====== GIVEN RECORDS ======
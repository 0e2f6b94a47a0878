//! Executor seam: where regulated requests go once enforcement passes.
//!
//! The SQL-proxy transport is an external collaborator; the gateway only
//! depends on this trait. `DryRunExecutor` echoes the regulated request.

use async_trait::async_trait;
use serde_json::Value;

use dsoguard_core::error::{GuardError, Result};
use dsoguard_core::protocol::{RegulatedLoad, RegulatedSave};

#[async_trait]
pub trait Executor: Send + Sync {
    fn name(&self) -> &'static str;
    async fn load(&self, request: RegulatedLoad) -> Result<Value>;
    async fn save(&self, request: RegulatedSave) -> Result<Value>;
}

/// Returns what would have been forwarded.
#[derive(Default)]
pub struct DryRunExecutor;

impl DryRunExecutor {
    pub fn new() -> Self {
        Self
    }
}

#[async_trait]
impl Executor for DryRunExecutor {
    fn name(&self) -> &'static str {
        "dry-run"
    }

    async fn load(&self, request: RegulatedLoad) -> Result<Value> {
        serde_json::to_value(&request)
            .map_err(|e| GuardError::Internal(format!("encode regulated load: {e}")))
    }

    async fn save(&self, request: RegulatedSave) -> Result<Value> {
        serde_json::to_value(&request)
            .map_err(|e| GuardError::Internal(format!("encode regulated save: {e}")))
    }
}
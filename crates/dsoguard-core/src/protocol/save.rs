use serde::{Deserialize, Serialize};
use serde_json::{Map, Value};

use super::ConditionSpec;

/// Body of a save (write) request.
#[derive(Debug, Clone, Default, PartialEq, Serialize, Deserialize)]
pub struct SaveRequest {
    #[serde(default)]
    pub operations: Vec<SaveOperation>,
}

/// Writes against one entity. Each map is keyed by a client record id and
/// holds a record object (`field -> value`).
#[derive(Debug, Clone, Default, PartialEq, Serialize, Deserialize)]
pub struct SaveOperation {
    #[serde(default, skip_serializing_if = "String::is_empty")]
    pub id: String,
    #[serde(rename = "type")]
    pub object_name: String,
    #[serde(default, skip_serializing_if = "String::is_empty")]
    pub schema: String,
    #[serde(default)]
    pub inserts: Map<String, Value>,
    #[serde(default)]
    pub updates: Map<String, Value>,
    #[serde(default)]
    pub deletes: Map<String, Value>,
    /// Server conditions scoping updates and deletes.
    #[serde(default, skip_serializing_if = "Vec::is_empty")]
    pub conditions: Vec<ConditionSpec>,
    #[serde(flatten)]
    pub extra: Map<String, Value>,
}

/// A save that passed enforcement in full.
#[derive(Debug, Clone, Default, PartialEq, Serialize)]
pub struct RegulatedSave {
    pub operations: Vec<SaveOperation>,
}
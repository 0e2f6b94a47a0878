//! Top-level facade crate for dsoguard.
//!
//! Re-exports the enforcement engine and the gateway library so users can depend on a single crate.

pub mod core {
    pub use dsoguard_core::*;
}

pub mod gateway {
    pub use dsoguard_gateway::*;
}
======
**TASK**:
From the listing, copy every line where the string "GuardError" appears.

**WRITTEN SOLUTION**:
use dsoguard_core::error::{GuardError, Result};
            .map_err(|e| GuardError::Internal(format!("encode regulated load: {e}")))
            .map_err(|e| GuardError::Internal(format!("encode regulated save: {e}")))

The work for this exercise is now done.